--- Problem to solve ---
Show, from the records below, all lines that contain the word "struct".

--- Records excerpted from a collection ---
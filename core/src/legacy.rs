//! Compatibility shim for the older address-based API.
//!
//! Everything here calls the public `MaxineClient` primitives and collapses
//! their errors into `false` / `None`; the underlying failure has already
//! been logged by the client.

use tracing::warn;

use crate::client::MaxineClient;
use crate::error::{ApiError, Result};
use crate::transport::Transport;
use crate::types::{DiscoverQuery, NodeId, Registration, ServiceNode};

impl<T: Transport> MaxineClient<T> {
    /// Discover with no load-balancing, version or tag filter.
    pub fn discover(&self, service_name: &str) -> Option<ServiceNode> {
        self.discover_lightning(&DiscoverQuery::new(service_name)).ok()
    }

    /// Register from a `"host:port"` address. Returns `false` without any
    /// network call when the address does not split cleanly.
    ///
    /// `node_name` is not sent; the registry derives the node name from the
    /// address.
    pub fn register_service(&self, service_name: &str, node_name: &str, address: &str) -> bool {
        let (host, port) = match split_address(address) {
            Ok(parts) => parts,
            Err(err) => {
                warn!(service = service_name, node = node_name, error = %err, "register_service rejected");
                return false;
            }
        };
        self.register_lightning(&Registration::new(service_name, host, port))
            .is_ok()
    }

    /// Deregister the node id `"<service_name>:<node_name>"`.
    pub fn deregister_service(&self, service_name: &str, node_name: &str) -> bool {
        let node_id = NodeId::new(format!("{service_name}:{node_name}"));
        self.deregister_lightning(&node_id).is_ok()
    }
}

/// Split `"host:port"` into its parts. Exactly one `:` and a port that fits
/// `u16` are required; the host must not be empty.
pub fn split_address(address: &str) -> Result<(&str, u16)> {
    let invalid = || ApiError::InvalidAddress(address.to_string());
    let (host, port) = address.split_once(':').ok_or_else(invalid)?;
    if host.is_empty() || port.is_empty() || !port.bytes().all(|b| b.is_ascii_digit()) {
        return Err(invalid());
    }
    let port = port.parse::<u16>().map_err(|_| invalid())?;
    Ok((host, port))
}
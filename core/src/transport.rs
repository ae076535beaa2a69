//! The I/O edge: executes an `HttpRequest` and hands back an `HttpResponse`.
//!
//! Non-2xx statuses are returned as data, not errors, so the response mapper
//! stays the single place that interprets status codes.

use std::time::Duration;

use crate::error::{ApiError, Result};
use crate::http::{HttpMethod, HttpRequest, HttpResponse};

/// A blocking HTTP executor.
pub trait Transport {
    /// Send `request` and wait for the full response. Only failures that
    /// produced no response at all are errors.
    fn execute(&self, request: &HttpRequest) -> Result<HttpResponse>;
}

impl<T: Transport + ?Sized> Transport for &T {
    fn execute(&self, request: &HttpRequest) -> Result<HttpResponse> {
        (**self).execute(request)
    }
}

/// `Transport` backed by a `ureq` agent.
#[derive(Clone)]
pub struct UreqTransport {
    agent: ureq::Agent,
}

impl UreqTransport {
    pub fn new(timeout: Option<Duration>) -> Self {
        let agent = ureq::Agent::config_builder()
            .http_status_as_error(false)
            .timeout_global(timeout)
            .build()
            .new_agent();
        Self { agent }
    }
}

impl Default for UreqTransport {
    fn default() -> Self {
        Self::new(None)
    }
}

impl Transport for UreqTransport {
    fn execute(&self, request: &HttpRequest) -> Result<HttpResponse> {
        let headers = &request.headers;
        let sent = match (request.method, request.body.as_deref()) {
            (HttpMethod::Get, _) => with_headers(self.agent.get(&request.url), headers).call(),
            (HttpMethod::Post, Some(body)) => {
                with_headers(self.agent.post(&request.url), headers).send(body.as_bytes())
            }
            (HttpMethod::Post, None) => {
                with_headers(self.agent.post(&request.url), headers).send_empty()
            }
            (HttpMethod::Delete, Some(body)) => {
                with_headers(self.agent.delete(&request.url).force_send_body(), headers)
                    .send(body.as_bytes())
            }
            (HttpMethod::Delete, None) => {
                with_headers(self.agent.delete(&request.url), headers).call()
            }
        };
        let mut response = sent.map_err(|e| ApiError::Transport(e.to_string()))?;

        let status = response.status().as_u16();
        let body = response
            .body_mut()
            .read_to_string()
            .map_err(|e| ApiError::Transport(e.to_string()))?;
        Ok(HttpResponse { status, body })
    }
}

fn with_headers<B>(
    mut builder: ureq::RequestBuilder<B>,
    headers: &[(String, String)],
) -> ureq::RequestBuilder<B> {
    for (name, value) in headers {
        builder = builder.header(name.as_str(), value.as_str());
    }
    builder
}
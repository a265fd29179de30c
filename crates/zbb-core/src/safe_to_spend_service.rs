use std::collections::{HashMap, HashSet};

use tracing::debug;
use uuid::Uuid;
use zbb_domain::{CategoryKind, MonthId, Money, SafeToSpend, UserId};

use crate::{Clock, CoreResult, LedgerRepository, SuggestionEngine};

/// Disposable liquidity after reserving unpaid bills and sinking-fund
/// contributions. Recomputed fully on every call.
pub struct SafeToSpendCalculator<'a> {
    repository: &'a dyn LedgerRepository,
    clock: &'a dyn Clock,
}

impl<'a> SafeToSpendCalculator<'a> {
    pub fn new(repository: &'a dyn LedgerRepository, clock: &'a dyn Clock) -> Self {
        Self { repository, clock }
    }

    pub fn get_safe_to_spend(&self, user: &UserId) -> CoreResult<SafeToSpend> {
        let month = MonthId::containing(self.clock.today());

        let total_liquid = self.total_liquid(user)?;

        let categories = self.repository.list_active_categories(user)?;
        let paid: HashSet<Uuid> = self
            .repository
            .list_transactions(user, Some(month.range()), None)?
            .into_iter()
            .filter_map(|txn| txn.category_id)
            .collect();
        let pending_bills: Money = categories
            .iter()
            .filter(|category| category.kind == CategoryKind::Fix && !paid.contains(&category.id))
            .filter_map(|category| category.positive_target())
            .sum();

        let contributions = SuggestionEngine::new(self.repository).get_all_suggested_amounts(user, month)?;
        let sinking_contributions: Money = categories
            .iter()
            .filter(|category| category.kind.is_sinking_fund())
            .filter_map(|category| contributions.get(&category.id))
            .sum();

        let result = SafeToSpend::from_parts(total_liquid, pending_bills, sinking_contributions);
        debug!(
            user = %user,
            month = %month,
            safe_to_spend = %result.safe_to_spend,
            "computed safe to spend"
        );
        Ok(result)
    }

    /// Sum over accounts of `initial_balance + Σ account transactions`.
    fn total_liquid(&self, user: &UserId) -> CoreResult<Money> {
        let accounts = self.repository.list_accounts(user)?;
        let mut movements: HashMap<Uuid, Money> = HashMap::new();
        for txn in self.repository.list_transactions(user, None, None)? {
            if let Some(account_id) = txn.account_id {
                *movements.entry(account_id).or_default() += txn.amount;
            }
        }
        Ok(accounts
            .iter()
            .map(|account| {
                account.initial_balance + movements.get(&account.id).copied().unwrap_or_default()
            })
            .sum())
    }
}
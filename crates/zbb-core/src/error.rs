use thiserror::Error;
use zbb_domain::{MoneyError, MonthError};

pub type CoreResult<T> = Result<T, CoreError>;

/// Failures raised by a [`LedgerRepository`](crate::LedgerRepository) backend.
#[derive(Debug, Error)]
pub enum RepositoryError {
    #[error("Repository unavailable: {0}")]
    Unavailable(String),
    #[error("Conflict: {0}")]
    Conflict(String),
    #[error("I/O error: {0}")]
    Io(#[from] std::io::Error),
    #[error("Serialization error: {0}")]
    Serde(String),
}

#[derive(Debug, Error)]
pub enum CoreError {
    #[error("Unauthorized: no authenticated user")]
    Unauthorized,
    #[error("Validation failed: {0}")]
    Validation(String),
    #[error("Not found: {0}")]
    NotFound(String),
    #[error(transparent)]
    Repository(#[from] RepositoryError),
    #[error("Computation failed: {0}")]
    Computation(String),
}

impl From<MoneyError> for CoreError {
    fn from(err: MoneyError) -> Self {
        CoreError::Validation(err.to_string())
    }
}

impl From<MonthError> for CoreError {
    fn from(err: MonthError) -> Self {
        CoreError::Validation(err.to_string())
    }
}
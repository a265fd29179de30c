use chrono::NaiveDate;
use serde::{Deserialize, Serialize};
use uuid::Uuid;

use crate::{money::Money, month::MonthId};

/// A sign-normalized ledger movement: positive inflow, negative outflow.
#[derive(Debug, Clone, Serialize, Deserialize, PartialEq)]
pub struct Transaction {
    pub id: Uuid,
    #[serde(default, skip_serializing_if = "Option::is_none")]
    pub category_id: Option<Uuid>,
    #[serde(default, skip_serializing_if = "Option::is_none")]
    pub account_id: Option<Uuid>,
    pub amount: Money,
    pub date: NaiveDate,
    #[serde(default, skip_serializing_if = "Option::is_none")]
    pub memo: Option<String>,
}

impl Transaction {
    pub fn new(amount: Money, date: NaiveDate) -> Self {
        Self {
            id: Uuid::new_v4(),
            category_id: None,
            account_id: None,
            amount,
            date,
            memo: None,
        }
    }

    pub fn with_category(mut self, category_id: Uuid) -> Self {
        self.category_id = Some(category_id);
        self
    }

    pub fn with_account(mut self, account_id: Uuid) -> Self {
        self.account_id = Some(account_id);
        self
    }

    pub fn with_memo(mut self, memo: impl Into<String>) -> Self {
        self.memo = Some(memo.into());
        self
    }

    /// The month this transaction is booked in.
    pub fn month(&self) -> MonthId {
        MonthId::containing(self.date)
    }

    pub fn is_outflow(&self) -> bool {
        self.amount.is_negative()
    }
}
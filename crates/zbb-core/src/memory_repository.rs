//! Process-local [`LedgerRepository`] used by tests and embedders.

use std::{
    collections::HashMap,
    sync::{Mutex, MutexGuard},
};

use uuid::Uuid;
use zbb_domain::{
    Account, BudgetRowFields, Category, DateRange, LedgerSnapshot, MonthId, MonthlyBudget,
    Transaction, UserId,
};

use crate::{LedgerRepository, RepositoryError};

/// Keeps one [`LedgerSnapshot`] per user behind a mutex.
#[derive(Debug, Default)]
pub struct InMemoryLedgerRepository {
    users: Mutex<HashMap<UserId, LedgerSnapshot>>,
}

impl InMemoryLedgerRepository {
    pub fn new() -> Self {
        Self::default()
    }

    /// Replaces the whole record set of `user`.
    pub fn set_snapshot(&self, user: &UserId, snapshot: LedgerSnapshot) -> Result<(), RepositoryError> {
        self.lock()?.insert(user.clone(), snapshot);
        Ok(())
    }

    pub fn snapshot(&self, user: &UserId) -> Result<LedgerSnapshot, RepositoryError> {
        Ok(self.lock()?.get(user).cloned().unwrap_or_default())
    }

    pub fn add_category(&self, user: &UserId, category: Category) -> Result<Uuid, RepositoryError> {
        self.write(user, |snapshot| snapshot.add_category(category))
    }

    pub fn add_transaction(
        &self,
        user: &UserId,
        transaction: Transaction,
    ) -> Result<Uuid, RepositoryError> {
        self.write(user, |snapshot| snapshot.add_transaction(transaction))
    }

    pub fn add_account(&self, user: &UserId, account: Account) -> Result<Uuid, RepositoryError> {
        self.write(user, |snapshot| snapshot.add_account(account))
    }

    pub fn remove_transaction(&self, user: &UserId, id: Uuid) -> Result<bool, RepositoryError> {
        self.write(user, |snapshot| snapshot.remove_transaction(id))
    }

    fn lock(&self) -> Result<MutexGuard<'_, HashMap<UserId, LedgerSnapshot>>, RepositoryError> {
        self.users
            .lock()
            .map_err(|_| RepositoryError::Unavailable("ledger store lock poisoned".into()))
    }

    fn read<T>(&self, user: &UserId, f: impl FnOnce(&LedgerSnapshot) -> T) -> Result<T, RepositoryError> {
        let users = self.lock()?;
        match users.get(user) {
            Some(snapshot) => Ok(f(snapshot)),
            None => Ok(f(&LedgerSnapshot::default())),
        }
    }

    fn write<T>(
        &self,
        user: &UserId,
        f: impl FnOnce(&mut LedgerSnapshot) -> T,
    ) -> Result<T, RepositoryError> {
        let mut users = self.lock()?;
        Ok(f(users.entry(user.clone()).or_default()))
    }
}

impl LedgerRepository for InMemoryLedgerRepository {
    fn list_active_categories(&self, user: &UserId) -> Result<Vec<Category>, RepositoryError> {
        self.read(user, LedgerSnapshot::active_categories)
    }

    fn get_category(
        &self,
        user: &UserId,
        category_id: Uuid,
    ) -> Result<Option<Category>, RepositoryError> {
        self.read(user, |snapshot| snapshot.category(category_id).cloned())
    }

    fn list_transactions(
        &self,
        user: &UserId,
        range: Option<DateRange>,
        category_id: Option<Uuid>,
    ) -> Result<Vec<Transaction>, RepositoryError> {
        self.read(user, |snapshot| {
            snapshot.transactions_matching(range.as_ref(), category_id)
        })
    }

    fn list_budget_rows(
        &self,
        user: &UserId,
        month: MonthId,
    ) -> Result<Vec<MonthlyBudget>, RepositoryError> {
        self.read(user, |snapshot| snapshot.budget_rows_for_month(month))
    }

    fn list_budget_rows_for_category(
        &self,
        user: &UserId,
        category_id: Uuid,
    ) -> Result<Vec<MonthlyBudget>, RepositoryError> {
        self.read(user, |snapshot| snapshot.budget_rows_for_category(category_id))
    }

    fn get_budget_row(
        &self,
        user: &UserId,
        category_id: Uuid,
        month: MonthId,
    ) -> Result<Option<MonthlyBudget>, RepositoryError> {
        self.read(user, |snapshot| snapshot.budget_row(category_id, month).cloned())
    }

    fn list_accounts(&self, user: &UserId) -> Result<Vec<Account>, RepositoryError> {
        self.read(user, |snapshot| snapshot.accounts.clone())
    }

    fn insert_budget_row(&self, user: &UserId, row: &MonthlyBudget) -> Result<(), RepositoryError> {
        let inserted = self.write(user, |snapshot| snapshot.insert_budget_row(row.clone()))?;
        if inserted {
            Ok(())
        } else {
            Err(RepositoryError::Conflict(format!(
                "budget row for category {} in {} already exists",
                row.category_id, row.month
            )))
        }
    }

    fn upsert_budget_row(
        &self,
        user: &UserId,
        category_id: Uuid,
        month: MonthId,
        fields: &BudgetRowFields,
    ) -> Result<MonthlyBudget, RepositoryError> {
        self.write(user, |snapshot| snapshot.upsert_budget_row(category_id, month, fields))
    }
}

--- Worked solution ---
pub struct UreqTransport {
pub struct SafeToSpendCalculator<'a> {
pub struct Transaction {
pub struct InMemoryLedgerRepository {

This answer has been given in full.